Utilizamos cookies de terceiros para fins analíticos e para lhe mostrar publicidade personalizada com base num perfil elaborado a partir dos seus hábitos de navegação. Pode obter mais informação e configurar suas preferências AQUI.

Transporte Aéreo

Argentina Flybondi planeja voar mais pelo Brasil

A empresa sobreviveu à pandemia com batalha por preços baixos em meio aos altos custos da região

10/04/2023 08h46

Foto: Divulgação 

Ser um negócio nascente já é um desafio. Ser um negócio nascendo, no momento em que uma pandemia sem precedentes atinge a economia global, deixa o desafio bem mais difícil.

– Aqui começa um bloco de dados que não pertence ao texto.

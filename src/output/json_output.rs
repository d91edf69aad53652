//! JSON catalogue writer

use crate::output::traits::{OutputHandler, OutputResult};
use crate::records::MergedRecord;
use std::fs::File;
use std::io::{BufWriter, Write};
use std::path::Path;

/// Writes all records as one pretty-printed JSON array
#[derive(Debug, Default, Clone, Copy)]
pub struct JsonOutput;

impl JsonOutput {
    pub fn write_to<W: Write>(&self, records: &[MergedRecord], mut writer: W) -> OutputResult<()> {
        serde_json::to_writer_pretty(&mut writer, records)?;
        writer.write_all(b"\n")?;
        writer.flush()?;
        Ok(())
    }
}

impl OutputHandler for JsonOutput {
    fn extension(&self) -> &'static str {
        "json"
    }

    fn write(&self, records: &[MergedRecord], path: &Path) -> OutputResult<()> {
        let file = BufWriter::new(File::create(path)?);
        self.write_to(records, file)
    }
}
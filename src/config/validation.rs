use crate::config::types::{Config, CrawlerConfig, OutputConfig, UserAgentConfig};
use crate::search::SearchCriteria;
use crate::ConfigError;
use url::Url;

/// Validates the entire configuration
pub fn validate(config: &Config) -> Result<(), ConfigError> {
    validate_crawler_config(&config.crawler)?;
    validate_user_agent_config(&config.user_agent)?;
    validate_output_config(&config.output)?;
    for (index, criteria) in config.search.iter().enumerate() {
        validate_search(index, criteria)?;
    }
    Ok(())
}

/// Validates crawler configuration
fn validate_crawler_config(config: &CrawlerConfig) -> Result<(), ConfigError> {
    let url = Url::parse(&config.base_url)
        .map_err(|e| ConfigError::InvalidUrl(format!("Invalid base_url: {}", e)))?;
    if url.scheme() != "http" && url.scheme() != "https" {
        return Err(ConfigError::InvalidUrl(format!(
            "base_url must use HTTP or HTTPS, got '{}'",
            config.base_url
        )));
    }

    if config.max_retries < 1 {
        return Err(ConfigError::Validation(
            "max_retries must be >= 1".to_string(),
        ));
    }

    if config.chapter_retries < 1 {
        return Err(ConfigError::Validation(
            "chapter_retries must be >= 1".to_string(),
        ));
    }

    for (name, value) in [
        ("max_concurrent_list_pages", config.max_concurrent_list_pages),
        ("max_concurrent_detail_pages", config.max_concurrent_detail_pages),
    ] {
        if !(1..=100).contains(&value) {
            return Err(ConfigError::Validation(format!(
                "{} must be between 1 and 100, got {}",
                name, value
            )));
        }
    }

    if config.request_timeout_secs < 1 {
        return Err(ConfigError::Validation(
            "request_timeout_secs must be >= 1".to_string(),
        ));
    }

    if config.min_delay_ms > config.max_delay_ms {
        return Err(ConfigError::Validation(format!(
            "min_delay_ms ({}) must not exceed max_delay_ms ({})",
            config.min_delay_ms, config.max_delay_ms
        )));
    }

    Ok(())
}

/// Validates user agent configuration
fn validate_user_agent_config(config: &UserAgentConfig) -> Result<(), ConfigError> {
    if config.crawler_name.is_empty() {
        return Err(ConfigError::Validation(
            "crawler_name cannot be empty".to_string(),
        ));
    }

    if !config
        .crawler_name
        .chars()
        .all(|c| c.is_alphanumeric() || c == '-')
    {
        return Err(ConfigError::Validation(format!(
            "crawler_name must contain only alphanumeric characters and hyphens, got '{}'",
            config.crawler_name
        )));
    }

    Url::parse(&config.contact_url)
        .map_err(|e| ConfigError::InvalidUrl(format!("Invalid contact_url: {}", e)))?;

    validate_email(&config.contact_email)?;

    Ok(())
}

/// Validates output configuration
fn validate_output_config(config: &OutputConfig) -> Result<(), ConfigError> {
    if config.directory.trim().is_empty() {
        return Err(ConfigError::Validation(
            "output directory cannot be empty".to_string(),
        ));
    }

    if matches!(&config.contents_directory, Some(dir) if dir.trim().is_empty()) {
        return Err(ConfigError::Validation(
            "contents_directory cannot be empty when set".to_string(),
        ));
    }

    Ok(())
}

/// Validates one `[[search]]` entry
fn validate_search(index: usize, criteria: &SearchCriteria) -> Result<(), ConfigError> {
    if let (Some(from), Some(to)) = (criteria.from_date, criteria.to_date) {
        if from > to {
            return Err(ConfigError::Validation(format!(
                "search #{}: from-date {} is after to-date {}",
                index + 1,
                from,
                to
            )));
        }
    }

    if criteria.page_size == Some(0) {
        return Err(ConfigError::Validation(format!(
            "search #{}: page-size must be >= 1",
            index + 1
        )));
    }

    if criteria.page == Some(0) {
        return Err(ConfigError::Validation(format!(
            "search #{}: page must be >= 1",
            index + 1
        )));
    }

    Ok(())
}

/// Basic email validation
fn validate_email(email: &str) -> Result<(), ConfigError> {
    if email.is_empty() {
        return Err(ConfigError::Validation(
            "contact_email cannot be empty".to_string(),
        ));
    }

    let parts: Vec<&str> = email.split('@').collect();
    if parts.len() != 2 || parts[0].is_empty() || parts[1].is_empty() {
        return Err(ConfigError::Validation(format!(
            "Invalid email format: '{}'",
            email
        )));
    }

    if !parts[1].contains('.') {
        return Err(ConfigError::Validation(format!(
            "Invalid email domain: '{}'",
            email
        )));
    }

    Ok(())
}
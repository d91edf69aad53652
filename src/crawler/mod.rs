//! Crawler module for listing and detail page retrieval
//!
//! This module contains the core crawling logic, including:
//! - HTTP fetching with retry logic
//! - Randomized request pacing
//! - Bounded task scheduling per concurrency domain
//! - Detail-page chapter crawling
//! - Overall crawl coordination

mod coordinator;
mod detail;
mod fetcher;
mod rate_limit;
mod scheduler;

pub use coordinator::{run_crawl, CrawlOutcome, Crawler};
pub use detail::DetailCrawler;
pub use fetcher::{build_http_client, FetchError, FetchErrorKind, Fetcher, Page};
pub use rate_limit::RateLimiter;
pub use scheduler::TaskPool;
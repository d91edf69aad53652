//! Chapter text extraction
//!
//! Chapter pages come in several layouts. Each [`ExtractionStrategy`] knows
//! one layout; the cascade tries them in priority order and keeps the first
//! non-empty text. All returned text is single-line: whitespace is collapsed
//! and headings are wrapped as `### heading ###` so sections can be split
//! again downstream.

use crate::extract::compile;
use crate::extract::text::{element_text, heading_marker, is_heading, normalize_whitespace};
use crate::CrawlError;
use scraper::{ElementRef, Html, Selector};

#[derive(Debug, Clone, Copy, PartialEq, Eq)]
pub enum ExtractionStrategy {
    /// Headings and paragraphs inside `<article>`
    Article,
    /// Headings, paragraphs and list items inside the in-page chapter div
    ChapterDiv,
    /// Raw text of the section summary container
    SectionSummary,
}

impl ExtractionStrategy {
    pub const ORDER: [ExtractionStrategy; 3] =
        [Self::Article, Self::ChapterDiv, Self::SectionSummary];
}

#[derive(Debug)]
pub struct ContentExtractor {
    article: Selector,
    article_blocks: Selector,
    chapter_div: Selector,
    chapter_blocks: Selector,
    section_summary: Selector,
}

impl ContentExtractor {
    pub fn new() -> Result<Self, CrawlError> {
        Ok(Self {
            article: compile("article")?,
            article_blocks: compile("h2, h3, h4, p")?,
            chapter_div: compile("div.js-in-page-nav-target div.chapter")?,
            chapter_blocks: compile("h1, h2, h3, h4, h5, p, li")?,
            section_summary: compile("div.section-summary.web-viewer-content")?,
        })
    }

    /// Runs the cascade and returns the first non-empty text with the
    /// strategy that produced it
    pub fn extract(&self, document: &Html) -> Option<(ExtractionStrategy, String)> {
        ExtractionStrategy::ORDER
            .into_iter()
            .find_map(|strategy| self.try_strategy(strategy, document).map(|text| (strategy, text)))
    }

    /// Runs the cascade over raw HTML
    pub fn extract_html(&self, html: &str) -> Option<(ExtractionStrategy, String)> {
        let document = Html::parse_document(html);
        self.extract(&document)
    }

    /// Applies one strategy; `None` when its container is missing or empty
    pub fn try_strategy(&self, strategy: ExtractionStrategy, document: &Html) -> Option<String> {
        let text = match strategy {
            ExtractionStrategy::Article => {
                let article = document.select(&self.article).next()?;
                blocks_text(article, &self.article_blocks)
            }
            ExtractionStrategy::ChapterDiv => {
                let chapter = document.select(&self.chapter_div).next()?;
                blocks_text(chapter, &self.chapter_blocks)
            }
            ExtractionStrategy::SectionSummary => {
                let section = document.select(&self.section_summary).next()?;
                element_text(section)
            }
        };

        (!text.is_empty()).then_some(text)
    }
}

/// Joins the text of every matching block under `container`, marking headings
fn blocks_text(container: ElementRef<'_>, blocks: &Selector) -> String {
    let parts: Vec<String> = container
        .select(blocks)
        .filter_map(|block| {
            let text = element_text(block);
            if text.is_empty() {
                None
            } else if is_heading(block) {
                Some(heading_marker(&text))
            } else {
                Some(text)
            }
        })
        .collect();

    normalize_whitespace(&parts.join(" "))
}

Mas ser um negócio nascente, no meio de uma pandemia e no setor de aviação – um dos mais atingido pela quase total paralisia do mundo causada pelo coronavírus em 2020 – torna a tarefa de sobreviver praticamente impossível.

Era essa a situação da argentina Flybondi. A companhia aérea de baixo custo tinha acabado de completar seu segundo ano de vida quando a Argentina, ao lado de uma infinidade de outros países, fechou completamente a circulação em março de 2020.

“Não existia no mundo nenhuma indústria que pudesse ter um plano para sobreviver pelos nove meses que durou o lockdown na Argentina. Deixamos de voar em 22 de março de 2020 e só voltamos em 12 de dezembro”, contou o presidente da Flybondi, Mauricio Sana.

Foto: Divulgação 

Com voos que, por valores a partir de R$ 1.000 a ida e a volta, ligam Buenos Aires a três cidades brasileiras – Rio de Janeiro, São Paulo e Florianópolis -, a Flybondi tem no Brasil seu segundo maior mercado fora da Argentina. E quer seguir expandindo. Paraguai e Uruguai são outros destinos que a empresa atende além das rotas domésticas.

Novos voos no Brasil e mala obrigatória

“No Brasil, temos uma lista de ao menos seis cidades que estamos analisando”, diz Sana sobre os planos de novos voos.

Belo Horizonte e Porto Alegre, além de rotas diretas daqui para Bariloche, são alguns dos projetos planejados pela Flybondi, se tudo der certo, ainda até o fim deste ano. Atualmente, todas as linhas do Brasil vão para Buenos Aires.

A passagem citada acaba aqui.